Application Scenario 1: Antibody Discovery - Balancing Affinity and Specificity 
The extracellular domains of CD16a and CD16b are highly homologous, with only 6 scattered amino acids differing. Nanobodies with high affinity for CD16a but not binding to CD16b were obtained through screening based on the display of antibodies in mammalian cells.

Application Scenario 2: Emotional Maturity 
By mutating one amino acid in the CDR3 region, the affinity of this monoclonal antibody can be significantly enhanced.

The mutated monoclonal antibody enhanced the affinity for the target antigen while retaining the affinity for human antigens.

The mutated monoclonal antibody enhanced the affinity for the target antigen while retaining the affinity for human antigens.

Application Scenario 3: Humanization 
By screening high-affinity molecules from the humanized antibody library, it is ensured to maintain and enhance the affinity of the humanized molecules.
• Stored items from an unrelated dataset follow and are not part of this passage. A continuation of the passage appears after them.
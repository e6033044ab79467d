//! Contract descriptors mapped onto wgpu vertex and bind group layouts.
//!
//! Nothing in here hard-codes a location, stride or binding number; all of it
//! comes from the variant's slot tables so the host side cannot drift from
//! the generated device header.

use std::num::NonZeroU64;

use anyhow::{Context, Result};
use voxelotl_layout::{
    ContractDesc, ContractVariant, LayoutError, PrimitiveKind, ResourceKind, SlotBinding, SlotDesc, Stage,
};

/// wgpu format for one vertex attribute column.
pub fn vertex_format(kind: PrimitiveKind) -> Option<wgpu::VertexFormat> {
    match kind {
        PrimitiveKind::F32 => Some(wgpu::VertexFormat::Float32),
        PrimitiveKind::F32x2 => Some(wgpu::VertexFormat::Float32x2),
        PrimitiveKind::F32x3 => Some(wgpu::VertexFormat::Float32x3),
        PrimitiveKind::F32x4 => Some(wgpu::VertexFormat::Float32x4),
        PrimitiveKind::F16x4 => Some(wgpu::VertexFormat::Float16x4),
        PrimitiveKind::U8x4 => Some(wgpu::VertexFormat::Unorm8x4),
        PrimitiveKind::F32x4x4 | PrimitiveKind::Pad(_) => None,
    }
}

/// Owned vertex buffer layouts, indexed by vertex slot number.
#[derive(Debug, Clone)]
pub struct VertexBuffers {
    buffers: Vec<(u64, wgpu::VertexStepMode, Vec<wgpu::VertexAttribute>)>,
}

impl VertexBuffers {
    pub fn new(desc: &ContractDesc) -> Result<Self> {
        let mut buffers = Vec::new();
        for buffer in desc.vertex_attributes() {
            let step_mode = match buffer.slot.binding {
                SlotBinding::InstanceBuffer => wgpu::VertexStepMode::Instance,
                _ => wgpu::VertexStepMode::Vertex,
            };
            let attributes = buffer
                .attributes
                .iter()
                .map(|a| {
                    let format = vertex_format(a.kind)
                        .with_context(|| format!("{}: no vertex format for {}", desc.variant, a.kind))?;
                    Ok(wgpu::VertexAttribute {
                        format,
                        offset: a.offset as u64,
                        shader_location: a.location,
                    })
                })
                .collect::<Result<Vec<_>>>()?;
            anyhow::ensure!(
                buffer.slot.index as usize == buffers.len(),
                "{}: vertex buffer slot {} is not at position {}",
                desc.variant,
                buffer.slot.name,
                buffers.len()
            );
            buffers.push((buffer.stride() as u64, step_mode, attributes));
        }
        Ok(Self { buffers })
    }

    pub fn len(&self) -> usize {
        self.buffers.len()
    }

    pub fn is_empty(&self) -> bool {
        self.buffers.is_empty()
    }

    pub fn layouts(&self) -> Vec<wgpu::VertexBufferLayout<'_>> {
        self.buffers
            .iter()
            .map(|(stride, step_mode, attributes)| wgpu::VertexBufferLayout {
                array_stride: *stride,
                step_mode: *step_mode,
                attributes,
            })
            .collect()
    }
}

fn stage_visibility(stage: Stage) -> wgpu::ShaderStages {
    match stage {
        Stage::Vertex => wgpu::ShaderStages::VERTEX,
        Stage::Fragment => wgpu::ShaderStages::FRAGMENT,
    }
}

/// Minimum binding size of a uniform slot: the whole block.
pub fn min_binding_size(slot: &SlotDesc) -> Option<NonZeroU64> {
    NonZeroU64::new(slot.layout.size as u64)
}

fn resource_binding_type(kind: ResourceKind) -> wgpu::BindingType {
    match kind {
        ResourceKind::Texture2D => wgpu::BindingType::Texture {
            sample_type: wgpu::TextureSampleType::Float { filterable: true },
            view_dimension: wgpu::TextureViewDimension::D2,
            multisampled: false,
        },
        ResourceKind::Sampler => wgpu::BindingType::Sampler(wgpu::SamplerBindingType::Filtering),
    }
}

/// Entries for one stage's bind group: binding number = slot index.
///
/// Uniform slots use dynamic offsets into a per-frame ring; textures and
/// samplers follow at their resource indices.
pub fn bind_group_layout_entries(desc: &ContractDesc, stage: Stage) -> Vec<wgpu::BindGroupLayoutEntry> {
    let uniforms = desc
        .slots(stage)
        .iter()
        .filter(|s| s.binding == SlotBinding::Uniform)
        .map(|slot| wgpu::BindGroupLayoutEntry {
            binding: slot.index,
            visibility: stage_visibility(stage),
            ty: wgpu::BindingType::Buffer {
                ty: wgpu::BufferBindingType::Uniform,
                has_dynamic_offset: true,
                min_binding_size: min_binding_size(slot),
            },
            count: None,
        });
    let resources = desc.resources(stage).iter().map(|resource| wgpu::BindGroupLayoutEntry {
        binding: resource.index,
        visibility: stage_visibility(stage),
        ty: resource_binding_type(resource.kind),
        count: None,
    });
    uniforms.chain(resources).collect()
}

/// Stages that have a bind group, in group order.
///
/// The vertex stage always has one; the fragment stage only when it reads
/// uniforms or samples a texture.
pub fn bound_stages(desc: &ContractDesc) -> Vec<Stage> {
    Stage::ALL.into_iter().filter(|&stage| desc.binds(stage)).collect()
}

pub fn create_bind_group_layout(device: &wgpu::Device, desc: &ContractDesc, stage: Stage) -> wgpu::BindGroupLayout {
    let label = format!("voxelotl {} {} bgl", desc.variant, stage);
    device.create_bind_group_layout(&wgpu::BindGroupLayoutDescriptor {
        label: Some(&label),
        entries: &bind_group_layout_entries(desc, stage),
    })
}

pub fn create_bind_group_layouts(device: &wgpu::Device, desc: &ContractDesc) -> Vec<wgpu::BindGroupLayout> {
    bound_stages(desc)
        .into_iter()
        .map(|stage| create_bind_group_layout(device, desc, stage))
        .collect()
}

/// Rounds `size` up to the next multiple of `alignment` (a power of two).
#[inline]
pub const fn align_up(size: u64, alignment: u64) -> u64 {
    (size + alignment - 1) & !(alignment - 1)
}

const INITIAL_RING_BLOCKS: u64 = 16;

/// One uniform slot: the current block on the host, and a ring of device
/// blocks that each draw of the frame gets its own copy in.
struct UniformRing {
    slot: &'static SlotDesc,
    block: Vec<u8>,
    dirty: bool,
    buffer: wgpu::Buffer,
    /// Distance between ring entries, aligned for dynamic offsets.
    stride: u64,
    /// In blocks.
    capacity: u64,
    cursor: u64,
    offset: u32,
}

impl UniformRing {
    fn new(device: &wgpu::Device, variant: ContractVariant, slot: &'static SlotDesc, stride: u64, capacity: u64) -> Self {
        Self {
            slot,
            block: vec![0; slot.layout.size],
            dirty: true,
            buffer: create_ring_buffer(device, variant, slot, stride * capacity),
            stride,
            capacity,
            cursor: 0,
            offset: 0,
        }
    }
}

fn create_ring_buffer(device: &wgpu::Device, variant: ContractVariant, slot: &SlotDesc, size: u64) -> wgpu::Buffer {
    let label = format!("voxelotl {} {} ubo ring", variant, slot.device_name());
    device.create_buffer(&wgpu::BufferDescriptor {
        label: Some(&label),
        size,
        usage: wgpu::BufferUsages::UNIFORM | wgpu::BufferUsages::COPY_DST,
        mapped_at_creation: false,
    })
}

struct UniformGroup {
    stage: Stage,
    layout: wgpu::BindGroupLayout,
    bind_group: wgpu::BindGroup,
}

/// Uniform rings and bind groups for one variant.
///
/// `write` only stages a block on the host. `flush` copies every block that
/// changed since the previous flush into the next free entry of its ring, and
/// `bind` points the pass at those entries through dynamic offsets. Each draw
/// therefore sees the uniforms in effect when it was recorded, even though
/// all ring writes land before the submission runs.
///
/// Stages whose group carries textures are bound by the renderer that owns
/// the textures; only uniform groups are created here.
pub struct ContractBindings {
    desc: &'static ContractDesc,
    uniforms: Vec<UniformRing>,
    groups: Vec<UniformGroup>,
}

impl ContractBindings {
    pub fn new(device: &wgpu::Device, desc: &'static ContractDesc) -> Self {
        let alignment = u64::from(device.limits().min_uniform_buffer_offset_alignment);
        let uniforms: Vec<UniformRing> = desc
            .uniform_slots()
            .map(|slot| {
                let stride = align_up(slot.layout.size as u64, alignment);
                UniformRing::new(device, desc.variant, slot, stride, INITIAL_RING_BLOCKS)
            })
            .collect();

        let groups = bound_stages(desc)
            .into_iter()
            .filter(|&stage| desc.resources(stage).is_empty())
            .map(|stage| {
                let layout = create_bind_group_layout(device, desc, stage);
                let bind_group = create_uniform_group(device, desc, stage, &layout, &uniforms);
                UniformGroup { stage, layout, bind_group }
            })
            .collect();

        Self { desc, uniforms, groups }
    }

    /// Stages the uniform block at `stage`/`index` for the next draw.
    ///
    /// The byte length is checked against the slot's layout before anything
    /// is kept.
    pub fn write(&mut self, stage: Stage, index: u32, bytes: &[u8]) -> Result<(), LayoutError> {
        let slot = self.desc.check_binding(stage, index, bytes.len()).inspect_err(|e| {
            log::warn!("rejected uniform write: {e}");
        })?;
        let ring = self
            .uniforms
            .iter_mut()
            .find(|u| u.slot.stage == slot.stage && u.slot.index == slot.index)
            .ok_or(LayoutError::UnknownSlot { variant: self.desc.variant, stage, index })?;
        ring.block.copy_from_slice(bytes);
        ring.dirty = true;
        Ok(())
    }

    /// Restarts every ring. Call once per submission, before its first draw.
    pub fn begin_frame(&mut self) {
        for ring in &mut self.uniforms {
            ring.cursor = 0;
            ring.dirty = true;
        }
    }

    /// Uploads the blocks written since the last flush. Call before each draw.
    pub fn flush(&mut self, device: &wgpu::Device, queue: &wgpu::Queue) {
        let mut regrouped: Vec<Stage> = Vec::new();
        for ring in self.uniforms.iter_mut().filter(|u| u.dirty) {
            if ring.cursor == ring.capacity {
                // Draws already recorded keep the old ring alive.
                let capacity = ring.capacity * 2;
                log::debug!(
                    "{}: {} ring {} -> {} blocks",
                    self.desc.variant,
                    ring.slot.device_name(),
                    ring.capacity,
                    capacity
                );
                ring.buffer = create_ring_buffer(device, self.desc.variant, ring.slot, ring.stride * capacity);
                ring.capacity = capacity;
                ring.cursor = 0;
                if !regrouped.contains(&ring.slot.stage) {
                    regrouped.push(ring.slot.stage);
                }
            }
            let offset = ring.cursor * ring.stride;
            queue.write_buffer(&ring.buffer, offset, &ring.block);
            ring.offset = offset as u32;
            ring.cursor += 1;
            ring.dirty = false;
        }

        for group in self.groups.iter_mut().filter(|g| regrouped.contains(&g.stage)) {
            group.bind_group = create_uniform_group(device, self.desc, group.stage, &group.layout, &self.uniforms);
        }
    }

    /// Dynamic offsets of `stage`'s uniform slots, in binding order.
    pub fn offsets(&self, stage: Stage) -> Vec<u32> {
        self.uniforms
            .iter()
            .filter(|u| u.slot.stage == stage)
            .map(|u| u.offset)
            .collect()
    }

    pub fn bind(&self, pass: &mut wgpu::RenderPass<'_>) {
        for group in &self.groups {
            pass.set_bind_group(group.stage.group(), &group.bind_group, &self.offsets(group.stage));
        }
    }
}

fn create_uniform_group(
    device: &wgpu::Device,
    desc: &ContractDesc,
    stage: Stage,
    layout: &wgpu::BindGroupLayout,
    uniforms: &[UniformRing],
) -> wgpu::BindGroup {
    let entries: Vec<wgpu::BindGroupEntry<'_>> = uniforms
        .iter()
        .filter(|u| u.slot.stage == stage)
        .map(|u| wgpu::BindGroupEntry {
            binding: u.slot.index,
            resource: wgpu::BindingResource::Buffer(wgpu::BufferBinding {
                buffer: &u.buffer,
                offset: 0,
                size: min_binding_size(u.slot),
            }),
        })
        .collect();
    let label = format!("voxelotl {} {} bind group", desc.variant, stage);
    device.create_bind_group(&wgpu::BindGroupDescriptor {
        label: Some(&label),
        layout,
        entries: &entries,
    })
}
The antigen binding capabilities of the parental molecules and the modified molecules were compared through ELISA and flow cytometry.

Application Scenario 4: Canine Sourceing 
The mammalian cells demonstrated the maintenance of the antibody affinity after canineization.

Application Scenario 5: Optimization of Antibody Biological Functions (Neutralizing Activity) 
The antibodies that have been optimized through affinity maturation have achieved an enhanced affinity for the target and improved neutralizing activity.

        Naboo Life focuses on the development, modification and application of nanobodies, and has a breeding base of alpacas that meets the standards for laboratory animals as well as an independent laboratory base. It is committed to building an integrated experimental public service platform for industry, academia and research. We hope to provide more professional and cost-effective experimental services for a wide range of biological research institutions, pharmaceutical research and development enterprises, and innovation teams. At the same time, Naboo Life is also conducting research and development on the nanobodies mentioned in the text. We welcome all researchers from various fields to communicate and contact us. 
For more service details, please follow the Nabo Life official account or call the official hotline 400-822-9180 for consultation!